We live in a Twitter society now that specializes in knee-jerk reactions to everything that’s happening in THAT moment, which is especially true with sports. After a week of conference play, certain teams have ZERO chance of making the Final Four and others are all of a sudden the best team in their conference.
As a refresher, let’s look back at some things that have happened in college basketball the past few years. Let’s start off by going all the way back to last year. Wisconsin went 16-2 in Big Ten play, won the league, won the conference tournament, and went to the national championship game. But you know what they did on January 11th? They lost to Rutgers. The same Rutgers who would go on to lose their next 15 games, ten of them by double digits. I know, I know, Frank Kaminsky didn’t play. Still, it was Rutgers. The Badgers went to the Final Four the year before, too, remember? Do you know what they did in January and the first day of February? They went 4-5 with losses that included Indiana, Minnesota, and Northwestern, none of whom would you find in the NCAA tournament bracket that year.

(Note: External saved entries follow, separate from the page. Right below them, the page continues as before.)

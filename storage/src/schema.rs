//! Named columns of the trace header matrix.
//!
//! A [HeaderSchema] lists fields in display order. Every field keeps the storage index it was
//! created with, so reordering the display never moves data and name lookups always resolve to
//! the column that actually holds the values.

use crate::Error;
use geoseis_codec::fields::TRACE_FIELDS;
use geoseis_utils::units::UnitKind;
use std::collections::HashMap;

/// A named column of the trace header matrix.
#[derive(Clone, Debug, PartialEq, Eq)]
pub struct HeaderField {
    pub name: String,
    /// Column in the stored header matrix.
    pub index: usize,
    /// Physical dimension of the values (drives unit conversion).
    pub kind: UnitKind,
}

/// Physical dimension of a standard trace header field.
fn standard_kind(name: &str) -> UnitKind {
    match name {
        "DSREG" | "RGE" | "SES" | "SDBS" | "DERG" | "DES" | "WDS" | "WGD" | "SRCX" | "SRCY"
        | "GRPX" | "GRPY" | "CDP_X" | "CDP_Y" => UnitKind::Length,
        "UTSRC" | "UTGRP" | "SECSCOR" | "GRPSCOR" | "TSA" | "LAGTA" | "LAGTB" | "DELRECT"
        | "MTSTART" | "MTEND" => UnitKind::Temporal,
        _ => UnitKind::Dimensionless,
    }
}

/// Ordered set of trace header fields.
#[derive(Clone, Debug, PartialEq, Eq)]
pub struct HeaderSchema {
    fields: Vec<HeaderField>,
    lookup: HashMap<String, usize>,
}

impl Default for HeaderSchema {
    fn default() -> Self {
        Self::standard()
    }
}

impl HeaderSchema {
    /// The 78 standard SEG-Y trace header fields, displayed in storage order.
    pub fn standard() -> Self {
        let fields = TRACE_FIELDS
            .iter()
            .enumerate()
            .map(|(index, field)| HeaderField {
                name: field.name.to_string(),
                index,
                kind: standard_kind(field.name),
            })
            .collect();
        Self::build(fields)
    }

    /// Build a schema from fields listed in display order.
    ///
    /// Storage indices must cover `0..fields.len()` exactly once and names must be unique.
    pub fn new(fields: Vec<HeaderField>) -> Result<Self, Error> {
        let mut seen = vec![false; fields.len()];
        for field in &fields {
            match seen.get_mut(field.index) {
                Some(slot) if !*slot => *slot = true,
                _ => {
                    return Err(Error::InvalidArgument {
                        name: "header schema",
                        reason: format!("field {} has invalid index {}", field.name, field.index),
                    })
                }
            }
        }
        let schema = Self::build(fields);
        if schema.lookup.len() != schema.fields.len() {
            return Err(Error::InvalidArgument {
                name: "header schema",
                reason: "duplicate field name".into(),
            });
        }
        Ok(schema)
    }

    fn build(fields: Vec<HeaderField>) -> Self {
        let lookup = fields
            .iter()
            .map(|field| (field.name.clone(), field.index))
            .collect();
        Self { fields, lookup }
    }

    /// Return a schema with the same columns displayed in the order of `names`.
    pub fn reorder<S: AsRef<str>>(&self, names: &[S]) -> Result<Self, Error> {
        if names.len() != self.fields.len() {
            return Err(Error::ShapeMismatch {
                what: "header order",
                expected: self.fields.len(),
                found: names.len(),
            });
        }
        let fields = names
            .iter()
            .map(|name| self.field(name.as_ref()).cloned())
            .collect::<Result<Vec<_>, _>>()?;
        Self::new(fields)
    }

    /// Number of fields (the width of the header matrix).
    pub fn len(&self) -> usize {
        self.fields.len()
    }

    pub fn is_empty(&self) -> bool {
        self.fields.is_empty()
    }

    /// Fields in display order.
    pub fn fields(&self) -> &[HeaderField] {
        &self.fields
    }

    /// Field names in display order.
    pub fn names(&self) -> impl Iterator<Item = &str> {
        self.fields.iter().map(|field| field.name.as_str())
    }

    /// Storage column of `name`.
    pub fn index(&self, name: &str) -> Result<usize, Error> {
        self.lookup
            .get(name)
            .copied()
            .ok_or_else(|| Error::InvalidHeaderName(name.to_string()))
    }

    /// Storage columns of `names`, in the order given.
    pub fn indices<S: AsRef<str>>(&self, names: &[S]) -> Result<Vec<usize>, Error> {
        names.iter().map(|name| self.index(name.as_ref())).collect()
    }

    pub fn field(&self, name: &str) -> Result<&HeaderField, Error> {
        let index = self.index(name)?;
        self.fields
            .iter()
            .find(|field| field.index == index)
            .ok_or_else(|| Error::InvalidHeaderName(name.to_string()))
    }

    pub fn contains(&self, name: &str) -> bool {
        self.lookup.contains_key(name)
    }
}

2015 Final Four-qualifier, Michigan State: lost to Texas Southern at home in December, a 13-18 Nebraska team in January, NIT-qualifier Illinois and nothing-qualifier Minnesota at home in February
2013 national runner-up, Michigan: lost to Penn State – who finished 2-16 in conference – on February 27
2012 Final Four-qualifier, Ohio State: lost to Illinois – who finished 6-12 in conference – in January
Let’s go national now…
2015 national champion, Duke: lost by 16 at home to NIT-qualifier, Miami, in January
2014 national champion, UConn: lost to nothing-qualifier Houston on December 31 and their final regular season by 33 (!!!) points
I could keep going, but I hope by now everyone can get the picture. Teams lose. Good teams lose. The best teams in the country lose to mediocre-at-best teams just a few weeks before they’re playing in the national championship game. I’m sorry, but I just can’t respect your opinion if you’re making iron-clad projections in early January based on a team playing a bad game or bad half. You’re just looking years and years of history in the face and ignoring it.
Rarely does it seem that the teams playing the best in January are the same teams playing the best in March. And part of this perception and projection issue is confirmation bias. People see what they thought they would see and not necessarily the total picture. The best example of all of this in the Big Ten is Purdue. Before the year, they were projected by most to go to the tournament and that’s about it. The biggest reason people looked at them as an afterthought is their guard play. Well, the Boilers had a really solid non-conference season, shot up the rankings (both people and computers), and now they were getting Final Four buzz. Then, they played Iowa this past Saturday.
It’s just a small smattering of tweets, but it exemplifies the difference in two halves that the Boilermakers had on Saturday night. But it’s always interesting to me that if a team plays two wildly different halves of basketball, we always base the opinion of said team on the second half. When in reality, the first half showed what Purdue is capable of when they make shots from the outside and the second half showed how poorly they can play if they don’t take care of the ball. What happens if they had just played an average second half? They probably still win the game by double digits. But they played their worst half of the season against a pretty good team and now, guys, this team is INCAPABLE of being successful two months from now. That just doesn’t make any sense to me.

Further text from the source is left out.